Darah itu dikumpulkan oleh para pendeta Gereja Crimson—bukan untuk membuat sosis darah, tetapi untuk memberikan setiap prajurit secangkir darah hangat sebelum mereka pergi ke medan perang: “Minumlah, minumlah! Lord of Crimson akan melindungimu!”
Apakah itu memberikan perlindungan atau tidak tidak diketahui, tetapi setelah kota jatuh, Avis merasa sangat prihatin melihat ternak dan domba itu kehabisan darah.
Ini adalah sapi penggarap dan domba yang dibesarkan untuk wol, yang awalnya mampu berperan signifikan dalam produksi, kini tergeletak pucat dan tak bernyawa, berubah menjadi gumpalan daging.
Dan apakah Lord of Crimson benar-benar melindungi mereka?
Sebaliknya, ia melihat beberapa orang mengalami ketidaknyamanan gastrointestinal setelah minum darah, muntah dari atas dan diare dari bawah, berubah menjadi lemah sebelum bahkan mencapai garis depan.
Yo, rima ganda.
Terlalu banyak ternak mati yang menumpuk bersama, jika tidak ditangani dengan cepat, bisa menyebabkan epidemi.
Tidak ada pilihan. Pasukan Gereja Chang Le harus, sambil mempertahankan pertahanan, menugaskan beberapa prajurit untuk memukul dan menakut-nakuti penduduk kota yang asli agar bergerak, membuat mereka membongkar rumah-rumah pejabat yang melarikan diri untuk digunakan memanggang daging.
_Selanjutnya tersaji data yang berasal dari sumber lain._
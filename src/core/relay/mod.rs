pub mod relay_models;
pub mod relay_service;

pub use relay_models::{IgnoreReason, InboundMessage, OutboundMessage, RelayOutcome};
pub use relay_service::RelayService;
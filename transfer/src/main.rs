mod config;
mod ingest_service;
mod run;

use clap::{Args, Parser};
use config::{Config, LoggingConfig, MetricsConfig};
use run::TransferError;
use std::path::PathBuf;
use std::process::ExitCode;
use tracing_subscriber::layer::SubscriberExt;
use tracing_subscriber::util::SubscriberInitExt;
use tracing_subscriber::{EnvFilter, fmt};

#[derive(Args)]
struct ConfigArgs {
    /// Path to the YAML config file
    #[arg(long)]
    config: PathBuf,
}

#[derive(Parser)]
enum CliCommand {
    /// Route incoming samples to the downstream clusters
    Run(ConfigArgs),
    /// Load and validate a config file, then exit
    CheckConfig(ConfigArgs),
}

/// `RUST_LOG` wins over the configured level.
fn init_logging(config: &LoggingConfig) -> Option<sentry::ClientInitGuard> {
    let directive = std::env::var("RUST_LOG").unwrap_or_else(|_| config.level.clone());
    let filter = EnvFilter::try_new(&directive).unwrap_or_else(|_| EnvFilter::new("info"));

    let guard = config.sentry_dsn.as_deref().map(|dsn| {
        sentry::init((
            dsn,
            sentry::ClientOptions {
                release: sentry::release_name!(),
                ..Default::default()
            },
        ))
    });

    tracing_subscriber::registry()
        .with(fmt::layer().with_target(true))
        .with(guard.as_ref().map(|_| sentry::integrations::tracing::layer()))
        .with(filter)
        .init();

    guard
}

fn init_metrics(config: &MetricsConfig) -> Result<(), TransferError> {
    let recorder = metrics_exporter_statsd::StatsdBuilder::from(
        config.statsd_host.as_str(),
        config.statsd_port,
    )
    .build(Some("transfer"))
    .map_err(|e| TransferError::Metrics(e.to_string()))?;
    metrics::set_global_recorder(recorder).map_err(|e| TransferError::Metrics(e.to_string()))?;

    shared::metrics_defs::describe_all(sender::metrics_defs::ALL_METRICS);
    tracing::info!(
        host = %config.statsd_host,
        port = config.statsd_port,
        "statsd exporter installed"
    );
    Ok(())
}

fn start(path: PathBuf) -> Result<(), TransferError> {
    let config = Config::load(&path)?;
    let _sentry = init_logging(&config.common.logging);

    if let Some(metrics) = &config.common.metrics {
        init_metrics(metrics)?;
    }

    let runtime = tokio::runtime::Builder::new_multi_thread()
        .enable_all()
        .build()?;
    runtime.block_on(run::run(path, config))
}

fn main() -> ExitCode {
    let cli = CliCommand::parse();

    let result = match cli {
        CliCommand::Run(args) => start(args.config),
        CliCommand::CheckConfig(args) => match Config::load(&args.config) {
            Ok(_) => {
                println!("{}: ok", args.config.display());
                Ok(())
            }
            Err(e) => Err(e.into()),
        },
    };

    match result {
        Ok(()) => ExitCode::SUCCESS,
        Err(e) => {
            tracing::error!(error = %e, "transfer failed");
            eprintln!("error: {e}");
            ExitCode::FAILURE
        }
    }
}
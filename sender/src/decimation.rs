//! Arrival-driven decimation for the report family.
//!
//! Each key accumulates the steps of the samples it suppressed. Once the accumulated time
//! reaches the reporting period a sample is forwarded and only the overflow is carried
//! into the next window, which keeps the long-run cadence at one sample per period even
//! when the step does not divide the period.
//!
//! State is split over lock-striped shards. The check-and-update for a key happens under
//! its shard lock, so concurrent samples of the same key can neither both forward nor
//! both suppress a window.

use fnv::FnvHasher;
use parking_lot::Mutex;
use std::collections::HashMap;
use std::collections::hash_map::Entry;
use std::hash::Hasher;

const SHARDS: usize = 16;

#[derive(Clone, Copy, Debug, PartialEq, Eq)]
pub struct DecimationState {
    /// Seconds accumulated since the last forwarded sample
    pub elapsed: i64,
    /// Timestamp of the last sample seen for the key
    pub last_timestamp: i64,
}

#[derive(Clone, Copy, Debug, PartialEq, Eq)]
pub enum Decision {
    Forward,
    Suppress,
}

#[derive(Debug)]
pub struct DecimationCache {
    shards: Vec<Mutex<HashMap<String, DecimationState>>>,
}

impl DecimationCache {
    pub fn new() -> Self {
        Self {
            shards: (0..SHARDS).map(|_| Mutex::new(HashMap::new())).collect(),
        }
    }

    fn shard(&self, key: &str) -> &Mutex<HashMap<String, DecimationState>> {
        let mut hasher = FnvHasher::default();
        hasher.write(key.as_bytes());
        &self.shards[(hasher.finish() % SHARDS as u64) as usize]
    }

    /// Decides whether a sample with the given `step` and `timestamp` is forwarded
    /// to a sink that expects one sample per `period` seconds. A non-positive step
    /// cannot be decimated and is forwarded without touching the key's state.
    pub fn admit(&self, key: &str, step: i64, timestamp: i64, period: i64) -> Decision {
        if step <= 0 || step >= period {
            return Decision::Forward;
        }

        let mut shard = self.shard(key).lock();
        match shard.entry(key.to_string()) {
            Entry::Vacant(entry) => {
                entry.insert(DecimationState {
                    elapsed: 0,
                    last_timestamp: timestamp,
                });
                Decision::Forward
            }
            Entry::Occupied(mut entry) => {
                let state = entry.get_mut();
                state.last_timestamp = timestamp;
                if state.elapsed + step < period {
                    state.elapsed += step;
                    Decision::Suppress
                } else {
                    state.elapsed = state.elapsed + step - period;
                    Decision::Forward
                }
            }
        }
    }

    pub fn get(&self, key: &str) -> Option<DecimationState> {
        self.shard(key).lock().get(key).copied()
    }

    pub fn len(&self) -> usize {
        self.shards.iter().map(|s| s.lock().len()).sum()
    }

    pub fn is_empty(&self) -> bool {
        self.len() == 0
    }

    /// Removes keys whose last sample is older than `ttl_secs` relative to `now`.
    /// Returns the number of removed keys.
    pub fn evict_idle(&self, now: i64, ttl_secs: i64) -> usize {
        let cutoff = now - ttl_secs;
        let mut removed = 0;
        for shard in &self.shards {
            let mut shard = shard.lock();
            let before = shard.len();
            shard.retain(|_, state| state.last_timestamp >= cutoff);
            removed += before - shard.len();
        }
        removed
    }
}

impl Default for DecimationCache {
    fn default() -> Self {
        Self::new()
    }
}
Para prajurit tidak mengeluh, mengumpulkan ternak untuk dibedah dan dipotong.
Makan daging sepuasnya—bahkan seseorang seperti Williams, yang lahir beberapa waktu lalu, belum mendengar kata-kata semacam itu dalam waktu yang lama.
Belum lagi para prajurit dari latar belakang sederhana.
Karena jumlahnya begitu besar, mengisi perut semua prajurit sudah lebih dari cukup, sehingga jeroan ternak yang kotor itu tidak dimasukkan ke dalam panci.
Barnaby bergetar saat ia berjongkok di antara kerumunan. Ia, bersama sekelompok besar pengungsi yang dipaksa, diperintahkan untuk melakukan kerja keras.
Kakinya bergetar. Ia telah ditangkap di luar Maher Town, dipukul hingga berlari pusing ke sini.
Sekarang ia sama sekali tidak memikirkan apa yang akan terjadi pada ibunya yang ditinggalkan di rumah, karena ia mungkin tidak akan hidup untuk melihat matahari besok.
Para prajurit sibuk. Barnaby berusaha merendahkan keberadaannya, hidup sedikit lebih lama adalah sedikit lebih lama.
Tetapi secara tak terduga, seorang prajurit memanggilnya: “Hei, itu…”
Ia terhenti, tampaknya mempertimbangkan karakteristik apa dari Barnaby yang akan digunakannya untuk menyapanya.
Seorang pria gemuk, pikir Barnaby untuknya, atau seorang pria dengan tahi lalat di wajahnya, atau seorang pria dengan pakaian compang-camping?
Tetapi setelah beberapa detik diam, prajurit itu melangkah maju dan menendang bokong Barnaby dengan kakinya. “Hei, ikut aku.”
Barnaby berpikir ia mungkin akan mati.
“Apakah kau seorang juru masak?” tanya yang lain.
“Aku pernah…”
“Oh, baik, mataku tidak menipuku.”
Prajurit itu, bersama orang lain, melemparkan sebuah ember besi besar di depannya. “Ini, aku serahkan ini padamu.”
Ember itu bau. Barnaby mendekat untuk melihat; itu adalah jeroan sapi dan domba.
Oh, jadi mereka ingin dia memasak.
“Rasa apa yang diinginkan tuan?”
“Aku tidak akan memakannya. Aku takut kau akan meracuniku.”
Kedua prajurit itu tertawa bersama. “Kami punya makanan untuk dimakan. Bagaimana denganmu? Sekelompok tahanan, tidak bisa membiarkanmu kelaparan—kau bukan sapi atau domba, jika kau kelaparan sampai mati kami tidak bisa memakan mayatmu… Kau pergi buatkan untuk mereka makan.”
Barnaby semakin bingung.
Sekelompok tahanan… sebenarnya hidup cukup baik untuk makan daging?